Changing subject stops new checks for the old user, but the opt-in decision cache lives on the client and is keyed by the full query (subject included), so a different subject simply misses the cache. If you reuse one device across users and want to be strict, construct a fresh client (or call its cache clear()) on logout. See Caching safely.

ADR: a provider that holds an instance, not config

Problem → Decision → Consequences

Problem. The provider could take raw config (baseUrl, token, …) and build the client internally. That would couple the React tree to construction and re-build the client (and lose its caches) whenever a prop changed.

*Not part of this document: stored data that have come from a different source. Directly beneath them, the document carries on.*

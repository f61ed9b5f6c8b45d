//! §4.6 declaration parser: `IDENT whitespace? ":" value ";"?` with
//! `!important` stripping and custom-property verbatim whitespace.

use crate::ast::{KnownKey, Rule};
use crate::driver::Driver;
use crate::error::DiagnosticSink;
use crate::options::ParserOptions;
use crate::token::LexKind;
use crate::token_tree::ConvertOptions;

pub fn parse_declaration<S: DiagnosticSink>(driver: &mut Driver<S>, opts: &ParserOptions) -> Rule {
    let key_start = driver.cursor();

    if !driver.peek(LexKind::Ident) {
        driver.unexpected_expecting(LexKind::Ident);
        return recover_bad_declaration(driver, key_start, opts);
    }

    let key_text = driver.current().text.clone();
    driver.advance();

    driver.skip_whitespace();

    if !driver.eat(LexKind::Colon) {
        driver.unexpected_expecting(LexKind::Colon);
        return recover_bad_declaration(driver, key_start, opts);
    }

    let value_start = driver.cursor();
    let (_, mut value_end) = driver.consume_component_values_until(&[LexKind::Semicolon, LexKind::BraceClose]);

    let (trimmed_end, important) = strip_trailing_important(driver.tokens(), value_start, value_end);
    value_end = trimmed_end;

    let is_custom_property = key_text.starts_with("--");
    let convert_opts = ConvertOptions {
        allow_imports: true,
        verbatim_whitespace: is_custom_property,
        mangle: opts.mangle_syntax,
    };
    let value = driver.convert_range(value_start, value_end, &convert_opts);

    driver.eat(LexKind::Semicolon);

    Rule::Declaration { key: KnownKey::lookup(&key_text), key_text, value, important }
}

fn recover_bad_declaration<S: DiagnosticSink>(driver: &mut Driver<S>, start: usize, _opts: &ParserOptions) -> Rule {
    let (_, end) = driver.consume_component_values_until(&[LexKind::Semicolon, LexKind::BraceClose]);
    let opts = ConvertOptions { allow_imports: false, verbatim_whitespace: true, mangle: false };
    let tokens = driver.convert_range(start, end, &opts);
    driver.eat(LexKind::Semicolon);
    Rule::BadDeclaration { tokens }
}

/// Strips a trailing `! <ws>? important <ws>?` run from
/// `tokens[start..end]` (§4.6 step 4), scanning from the right. Returns
/// the new (shorter) end and whether `!important` was found.
fn strip_trailing_important(tokens: &[crate::token::LexToken], start: usize, end: usize) -> (usize, bool) {
    let mut idx = end;

    while idx > start && tokens[idx - 1].kind == LexKind::Whitespace {
        idx -= 1;
    }

    if idx == start || tokens[idx - 1].kind != LexKind::Ident || !tokens[idx - 1].text.eq_ignore_ascii_case("important") {
        return (end, false);
    }
    idx -= 1;

    while idx > start && tokens[idx - 1].kind == LexKind::Whitespace {
        idx -= 1;
    }

    if idx == start || !tokens[idx - 1].is_delim('!') {
        return (end, false);
    }
    idx -= 1;

    (idx, true)
}

#[cfg(test)]
mod tests {
    use super::*;
    use crate::error::{CollectingSink, ParserError};
    use crate::import_record::ImportRecords;
    use crate::token;

    fn parse(source: &str, opts: &ParserOptions) -> (Rule, Vec<crate::error::Diagnostic>) {
        let tokens = token::tokenize(source);
        let mut sink = CollectingSink::new();
        let mut records = ImportRecords::new();
        let mut driver = Driver::new(&tokens, &mut sink, &mut records);
        let rule = parse_declaration(&mut driver, opts);
        (rule, sink.diagnostics)
    }

    #[test]
    fn important_is_stripped_from_the_value() {
        let (rule, _) = parse("color: red !important", &ParserOptions::default());
        match rule {
            Rule::Declaration { important, value, key_text, .. } => {
                assert!(important);
                assert_eq!(key_text, "color");
                assert!(value.0.iter().all(|t| !t.text.eq_ignore_ascii_case("important")));
            }
            other => panic!("expected Declaration, got {:?}", other),
        }
    }

    #[test]
    fn missing_colon_recovers() {
        let (rule, diagnostics) = parse("color red", &ParserOptions::default());
        assert_eq!(diagnostics.len(), 1);
        assert!(matches!(diagnostics[0].error, ParserError::ExpectedToken { expected: LexKind::Colon, .. }));
        assert!(matches!(rule, Rule::BadDeclaration { .. }));
    }

    #[test]
    fn known_key_is_recognized() {
        let (rule, _) = parse("color: red", &ParserOptions::default());
        match rule {
            Rule::Declaration { key, .. } => assert_eq!(key, KnownKey::Color),
            other => panic!("expected Declaration, got {:?}", other),
        }
    }
}
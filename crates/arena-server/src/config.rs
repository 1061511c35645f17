//! Server configuration: an optional TOML file overlaid with environment
//! variables.
//!
//! ```toml
//! bind = "0.0.0.0:8000"
//! database_url = "sqlite:arena.db"
//! default_engine = "openai"
//!
//! [openai]
//! base_url = "https://api.openai.com"
//!
//! [pipeline.decoding]
//! timeout_ms = 15000
//!
//! [pipeline.engines]
//! openai = [{ provider = "openai", model = "gpt-4o-mini" }]
//! ```

use std::path::{Path, PathBuf};
use std::sync::Arc;

use llm_engine::{GeminiProvider, MovePipeline, OpenAiProvider, PipelineConfig};
use serde::Deserialize;
use thiserror::Error;
use tracing::{info, warn};

#[derive(Debug, Error)]
pub enum ConfigError {
    #[error("cannot read {path}: {source}")]
    Io {
        path: PathBuf,
        source: std::io::Error,
    },
    #[error("invalid config: {0}")]
    Parse(#[from] toml::de::Error),
    #[error("default engine `{0}` has no chain in [pipeline.engines]")]
    UnknownDefaultEngine(String),
}

/// Credentials and endpoint for one hosted provider.
#[derive(Clone, Debug, Default, PartialEq, Deserialize)]
#[serde(default)]
pub struct ProviderSettings {
    pub api_key: Option<String>,
    pub base_url: Option<String>,
}

#[derive(Clone, Debug, PartialEq, Deserialize)]
#[serde(default)]
pub struct ArenaConfig {
    pub bind: String,
    pub database_url: String,
    /// Engine used when neither the request nor the game names one.
    pub default_engine: String,
    pub openai: ProviderSettings,
    pub gemini: ProviderSettings,
    pub pipeline: PipelineConfig,
}

impl Default for ArenaConfig {
    fn default() -> Self {
        Self {
            bind: "127.0.0.1:8000".to_string(),
            database_url: "sqlite:arena.db".to_string(),
            default_engine: "random".to_string(),
            openai: ProviderSettings::default(),
            gemini: ProviderSettings::default(),
            pipeline: PipelineConfig::default(),
        }
    }
}

impl ArenaConfig {
    pub fn from_toml_str(text: &str) -> Result<Self, ConfigError> {
        let cfg: ArenaConfig = toml::from_str(text)?;
        cfg.validate()?;
        Ok(cfg)
    }

    /// Reads `path` if it exists, defaults otherwise.
    pub fn load(path: &Path) -> Result<Self, ConfigError> {
        if !path.exists() {
            info!(path = %path.display(), "no config file, using defaults");
            return Ok(Self::default());
        }
        let text = std::fs::read_to_string(path).map_err(|source| ConfigError::Io {
            path: path.to_path_buf(),
            source,
        })?;
        Self::from_toml_str(&text)
    }

    /// Overrides file values with `DATABASE_URL`, `ARENA_BIND` and the
    /// provider key and base-url variables.
    pub fn apply_env<F>(&mut self, var: F)
    where
        F: Fn(&str) -> Option<String>,
    {
        let set = |slot: &mut String, key: &str| {
            if let Some(v) = var(key) {
                *slot = v;
            }
        };
        set(&mut self.database_url, "DATABASE_URL");
        set(&mut self.bind, "ARENA_BIND");

        let set_opt = |slot: &mut Option<String>, key: &str| {
            if let Some(v) = var(key).filter(|v| !v.trim().is_empty()) {
                *slot = Some(v);
            }
        };
        set_opt(&mut self.openai.api_key, "OPENAI_API_KEY");
        set_opt(&mut self.openai.base_url, "OPENAI_BASE_URL");
        set_opt(&mut self.gemini.api_key, "GEMINI_API_KEY");
        set_opt(&mut self.gemini.base_url, "GEMINI_BASE_URL");
    }

    fn validate(&self) -> Result<(), ConfigError> {
        if self.pipeline.chain(&self.default_engine).is_none() {
            return Err(ConfigError::UnknownDefaultEngine(
                self.default_engine.clone(),
            ));
        }
        Ok(())
    }

    /// Builds the pipeline with a provider for every configured API key.
    pub fn build_pipeline(&self) -> MovePipeline {
        let mut pipeline = MovePipeline::new(self.pipeline.clone());

        match &self.openai.api_key {
            Some(key) => {
                let mut provider = OpenAiProvider::new(key.clone());
                if let Some(url) = &self.openai.base_url {
                    provider = provider.with_base_url(url.clone());
                }
                pipeline = pipeline.with_provider(Arc::new(provider));
            }
            None => warn!("OPENAI_API_KEY not set, openai entries will be skipped"),
        }
        match &self.gemini.api_key {
            Some(key) => {
                let mut provider = GeminiProvider::new(key.clone());
                if let Some(url) = &self.gemini.base_url {
                    provider = provider.with_base_url(url.clone());
                }
                pipeline = pipeline.with_provider(Arc::new(provider));
            }
            None => warn!("GEMINI_API_KEY not set, gemini entries will be skipped"),
        }
        pipeline
    }
}

#[cfg(test)]
mod tests {
    use std::collections::HashMap;

    use llm_engine::ProviderKind;

    use super::*;

    #[test]
    fn empty_file_gives_defaults() {
        let cfg = ArenaConfig::from_toml_str("").unwrap();
        assert_eq!(cfg, ArenaConfig::default());
        assert!(cfg.pipeline.chain("random").is_some());
    }

    #[test]
    fn file_values_and_pipeline_table() {
        let cfg = ArenaConfig::from_toml_str(
            r#"
            bind = "0.0.0.0:9000"
            default_engine = "fast"

            [pipeline.decoding]
            timeout_ms = 5000

            [pipeline.engines]
            fast = [{ provider = "gemini", model = "gemini-1.5-flash" }]
            "#,
        )
        .unwrap();
        assert_eq!(cfg.bind, "0.0.0.0:9000");
        assert_eq!(cfg.pipeline.decoding.timeout_ms, 5000);
        assert_eq!(
            cfg.pipeline.chain("fast").unwrap()[0].provider,
            ProviderKind::Gemini
        );
    }

    #[test]
    fn default_engine_must_exist() {
        let err = ArenaConfig::from_toml_str(r#"default_engine = "stockfish""#).unwrap_err();
        assert!(matches!(err, ConfigError::UnknownDefaultEngine(_)));
    }

    #[test]
    fn environment_wins_over_file() {
        let env: HashMap<&str, &str> = [
            ("DATABASE_URL", "sqlite::memory:"),
            ("OPENAI_API_KEY", "sk-env"),
            ("GEMINI_API_KEY", "  "),
        ]
        .into_iter()
        .collect();
        let mut cfg = ArenaConfig::default();
        cfg.apply_env(|k| env.get(k).map(|v| v.to_string()));

        assert_eq!(cfg.database_url, "sqlite::memory:");
        assert_eq!(cfg.bind, "127.0.0.1:8000");
        assert_eq!(cfg.openai.api_key.as_deref(), Some("sk-env"));
        assert_eq!(cfg.gemini.api_key, None);

        let pipeline = cfg.build_pipeline();
        assert!(pipeline.has_provider(ProviderKind::OpenAi));
        assert!(!pipeline.has_provider(ProviderKind::Gemini));
    }
}
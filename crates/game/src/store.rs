use async_trait::async_trait;

use crate::error::StoreError;
use crate::game::Game;
use crate::model::*;

/// Everything needed to open a new game record.
#[derive(Clone, Debug)]
pub struct NewGame {
    pub white: Participant,
    pub black: Participant,
    pub mode: GameMode,
    pub ai_engine: Option<String>,
    pub enforce_rules: bool,
}

/// Persistence gateway for players, games and move logs.
///
/// Move logs are append-only: entries are written once and never rewritten.
#[async_trait]
pub trait GameStore: Send + Sync {
    /// Returns the player with `name`, creating it on first use.
    async fn upsert_player(&self, name: &str) -> Result<Player, StoreError>;

    async fn create_game(&self, new: NewGame) -> Result<GameRecord, StoreError>;

    /// Loads the header and full move log and rebuilds the game.
    async fn load_game(&self, id: GameId) -> Result<Game, StoreError>;

    /// Appends `entry` and, when `status` is finished, records the result in
    /// the same write. Either both land or neither does.
    async fn append_move(
        &self,
        id: GameId,
        entry: &MoveLogEntry,
        status: GameStatus,
    ) -> Result<(), StoreError>;

    async fn set_game_finished(
        &self,
        id: GameId,
        result: GameResult,
        termination: Termination,
    ) -> Result<(), StoreError>;

    /// Newest games first.
    async fn list_games(&self, limit: usize) -> Result<Vec<GameSummary>, StoreError>;

    async fn move_log(&self, id: GameId) -> Result<Vec<MoveLogEntry>, StoreError>;
}
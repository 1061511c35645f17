use crate::board::{DIAGONALS, KING_DELTAS, KNIGHT_DELTAS, ORTHOGONALS, Position};
use crate::types::*;

/// Generate all legal moves, returning a freshly allocated vector.
/// Internally delegates to `legal_moves_into`, cloning the position only once.
pub fn legal_moves(pos: &Position) -> Vec<Move> {
    let mut tmp = pos.clone();
    let mut out = Vec::with_capacity(64);
    legal_moves_into(&mut tmp, &mut out);
    out
}

/// Generate all legal moves into the provided buffer, reusing it across calls.
pub fn legal_moves_into(pos: &mut Position, out: &mut Vec<Move>) {
    out.clear();
    pseudo_moves(pos, out);

    let mover = pos.side_to_move;
    out.retain(|&mv| {
        let undo = pos.make_move(mv);
        let illegal = pos.in_check(mover);
        pos.unmake_move(mv, undo);
        !illegal
    });
}

/// Moves that obey piece movement but may leave the mover's king attacked.
pub fn pseudo_legal_moves(pos: &Position) -> Vec<Move> {
    let mut out = Vec::with_capacity(64);
    pseudo_moves(pos, &mut out);
    out
}

fn pseudo_moves(pos: &Position, out: &mut Vec<Move>) {
    let us = pos.side_to_move;
    for (from, pc) in pos.pieces() {
        if pc.color != us {
            continue;
        }
        match pc.kind {
            PieceKind::Pawn => gen_pawn(pos, from, us, out),
            PieceKind::Knight => gen_steps(pos, from, us, &KNIGHT_DELTAS, out),
            PieceKind::Bishop => gen_slider(pos, from, us, &DIAGONALS, out),
            PieceKind::Rook => gen_slider(pos, from, us, &ORTHOGONALS, out),
            PieceKind::Queen => {
                gen_slider(pos, from, us, &DIAGONALS, out);
                gen_slider(pos, from, us, &ORTHOGONALS, out);
            }
            PieceKind::King => {
                gen_steps(pos, from, us, &KING_DELTAS, out);
                gen_castle(pos, from, us, out);
            }
        }
    }
}

fn push_pawn_move(mv: Move, promo_rank: i8, out: &mut Vec<Move>) {
    if rank_of(mv.to) == promo_rank {
        out.extend(PieceKind::PROMOTIONS.iter().map(|&pk| mv.with_promo(pk)));
    } else {
        out.push(mv);
    }
}

fn gen_pawn(pos: &Position, from: u8, c: Color, out: &mut Vec<Move>) {
    let (f, r) = (file_of(from), rank_of(from));
    let dir = c.forward();
    let start_rank = c.back_rank() + dir;
    let promo_rank = c.other().back_rank();

    if let Some(to) = sq(f, r + dir).filter(|&s| pos.piece_at(s).is_none()) {
        push_pawn_move(Move::new(from, to), promo_rank, out);

        if r == start_rank {
            if let Some(to2) = sq(f, r + 2 * dir).filter(|&s| pos.piece_at(s).is_none()) {
                out.push(Move::new(from, to2));
            }
        }
    }

    for df in [-1, 1] {
        let Some(to) = sq(f + df, r + dir) else {
            continue;
        };
        match pos.piece_at(to) {
            Some(target) if target.color != c => {
                let mut mv = Move::new(from, to);
                mv.is_capture = true;
                push_pawn_move(mv, promo_rank, out);
            }
            None if pos.en_passant == Some(to) => {
                let mut mv = Move::new(from, to);
                mv.is_capture = true;
                mv.is_en_passant = true;
                out.push(mv);
            }
            _ => {}
        }
    }
}

/// Single-step movers: knight and king.
fn gen_steps(pos: &Position, from: u8, c: Color, deltas: &[(i8, i8)], out: &mut Vec<Move>) {
    let (f, r) = (file_of(from), rank_of(from));
    for &(df, dr) in deltas {
        let Some(to) = sq(f + df, r + dr) else {
            continue;
        };
        match pos.piece_at(to) {
            None => out.push(Move::new(from, to)),
            Some(pc) if pc.color != c => {
                let mut mv = Move::new(from, to);
                mv.is_capture = true;
                out.push(mv);
            }
            _ => {}
        }
    }
}

fn gen_slider(pos: &Position, from: u8, c: Color, dirs: &[(i8, i8)], out: &mut Vec<Move>) {
    let (f0, r0) = (file_of(from), rank_of(from));
    for &(df, dr) in dirs {
        let (mut f, mut r) = (f0 + df, r0 + dr);
        while let Some(to) = sq(f, r) {
            match pos.piece_at(to) {
                None => out.push(Move::new(from, to)),
                Some(pc) => {
                    if pc.color != c {
                        let mut mv = Move::new(from, to);
                        mv.is_capture = true;
                        out.push(mv);
                    }
                    break;
                }
            }
            f += df;
            r += dr;
        }
    }
}

struct CastleSide {
    allowed: bool,
    rook_from: u8,
    king_to: u8,
    /// Squares that must be empty.
    between: &'static [u8],
    /// Squares the king crosses or lands on.
    path: [u8; 2],
}

fn gen_castle(pos: &Position, from: u8, c: Color, out: &mut Vec<Move>) {
    let rights = pos.castling;
    let (king_from, sides) = match c {
        Color::White => (
            4u8,
            [
                CastleSide {
                    allowed: rights.wk,
                    rook_from: 7,
                    king_to: 6,
                    between: &[5, 6],
                    path: [5, 6],
                },
                CastleSide {
                    allowed: rights.wq,
                    rook_from: 0,
                    king_to: 2,
                    between: &[3, 2, 1],
                    path: [3, 2],
                },
            ],
        ),
        Color::Black => (
            60u8,
            [
                CastleSide {
                    allowed: rights.bk,
                    rook_from: 63,
                    king_to: 62,
                    between: &[61, 62],
                    path: [61, 62],
                },
                CastleSide {
                    allowed: rights.bq,
                    rook_from: 56,
                    king_to: 58,
                    between: &[59, 58, 57],
                    path: [59, 58],
                },
            ],
        ),
    };
    if from != king_from || pos.in_check(c) {
        return;
    }

    let enemy = c.other();
    let rook = Some(Piece::new(c, PieceKind::Rook));
    for side in sides {
        let ready = side.allowed
            && pos.piece_at(side.rook_from) == rook
            && side.between.iter().all(|&s| pos.piece_at(s).is_none())
            && side.path.iter().all(|&s| !pos.is_square_attacked(s, enemy));
        if ready {
            let mut mv = Move::new(king_from, side.king_to);
            mv.is_castle = true;
            out.push(mv);
        }
    }
}

#[cfg(test)]
#[path = "movegen_tests.rs"]
mod movegen_tests;
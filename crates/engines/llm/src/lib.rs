//! AI move decisions.
//!
//! A [`MovePipeline`] turns a position into a move by asking a ranked chain of
//! (provider, model) entries for a suggestion, checking each reply against the
//! rules, and falling back to a uniformly random move when the chain runs dry.

pub mod config;
pub mod context;
pub mod error;
pub mod parse;
pub mod pipeline;
pub mod prompt;
pub mod provider;
pub mod providers;

pub use config::{ChainEntry, DecodingConfig, PipelineConfig, ProviderKind};
pub use context::{AiContext, GamePhase, format_history};
pub use error::{AttemptError, PipelineError, ProviderError};
pub use parse::extract_move;
pub use pipeline::{AttemptFailure, Decision, DecisionRequest, MoveSource, MovePipeline};
pub use prompt::Prompt;
pub use provider::ChessProvider;
pub use providers::{GeminiProvider, OpenAiProvider};
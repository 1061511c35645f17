use crate::{board::Position, error::MoveError, types::*};

pub fn move_to_uci(mv: Move) -> String {
    mv.to_string()
}

/// Parses coordinate notation (`e2e4`, `a7a8q`) without consulting a position.
/// Only `from`, `to` and `promo` are filled in.
pub fn parse_coordinate_move(txt: &str) -> Result<Move, MoveError> {
    let txt = txt.trim();
    let malformed = || MoveError::Malformed(txt.to_string());
    if !(4..=5).contains(&txt.len()) || !txt.is_ascii() {
        return Err(malformed());
    }
    let from = coord_to_sq(&txt[0..2]).ok_or_else(malformed)?;
    let to = coord_to_sq(&txt[2..4]).ok_or_else(malformed)?;
    if from == to {
        return Err(malformed());
    }
    let mut mv = Move::new(from, to);
    if let Some(ch) = txt[4..].chars().next() {
        match PieceKind::from_letter(ch) {
            Some(kind) if PieceKind::PROMOTIONS.contains(&kind) => mv.promo = Some(kind),
            _ => return Err(malformed()),
        }
    }
    Ok(mv)
}

/// Parses coordinate notation and resolves it against the legal moves of
/// `pos`, so the returned move carries correct capture/castle/en-passant flags.
pub fn parse_uci_move(pos: &Position, txt: &str) -> Option<Move> {
    let mv = parse_coordinate_move(txt).ok()?;
    pos.find_legal(mv)
}
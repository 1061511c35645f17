use thiserror::Error;

/// Failure of a single provider call.
#[derive(Debug, Clone, PartialEq, Eq, Error)]
pub enum ProviderError {
    #[error("request timed out")]
    Timeout,
    #[error("authentication rejected: {0}")]
    Auth(String),
    #[error("rate limited: {0}")]
    RateLimited(String),
    #[error("model `{0}` not found")]
    ModelNotFound(String),
    #[error("transport failure: {0}")]
    Transport(String),
    #[error("unexpected status {status}: {body}")]
    Status { status: u16, body: String },
    #[error("provider returned no text")]
    EmptyResponse,
}

impl ProviderError {
    /// Maps a non-success HTTP status to the matching variant.
    pub fn from_status(status: u16, model: &str, body: String) -> Self {
        match status {
            401 | 403 => ProviderError::Auth(body),
            404 => ProviderError::ModelNotFound(model.to_string()),
            408 | 504 => ProviderError::Timeout,
            429 => ProviderError::RateLimited(body),
            _ => ProviderError::Status { status, body },
        }
    }
}

impl From<reqwest::Error> for ProviderError {
    fn from(err: reqwest::Error) -> Self {
        if err.is_timeout() {
            ProviderError::Timeout
        } else {
            ProviderError::Transport(err.to_string())
        }
    }
}

/// Why one chain entry did not produce the move.
#[derive(Debug, Clone, PartialEq, Eq, Error)]
pub enum AttemptError {
    #[error(transparent)]
    Provider(#[from] ProviderError),
    #[error("no move found in reply `{0}`")]
    Unparsable(String),
    #[error("suggested move {0} was rejected")]
    Rejected(String),
    #[error("provider is not configured")]
    NotConfigured,
}

#[derive(Debug, Clone, PartialEq, Eq, Error)]
pub enum PipelineError {
    #[error("unknown AI engine `{0}`")]
    UnknownEngine(String),
    #[error("no moves available in position {0}")]
    NoLegalMoves(String),
}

Decision. IamProvider takes an already-constructed client instance. Construction (and its validation, e.g. the absolute-URL check) happens once, where you control it; the provider only distributes it.

Consequences. One client, one set of caches, for the app’s lifetime. Tests can inject a client with a mock fetch. The cost is one extra line (new IamClient(...)) at the call site — a fair price for a stable instance.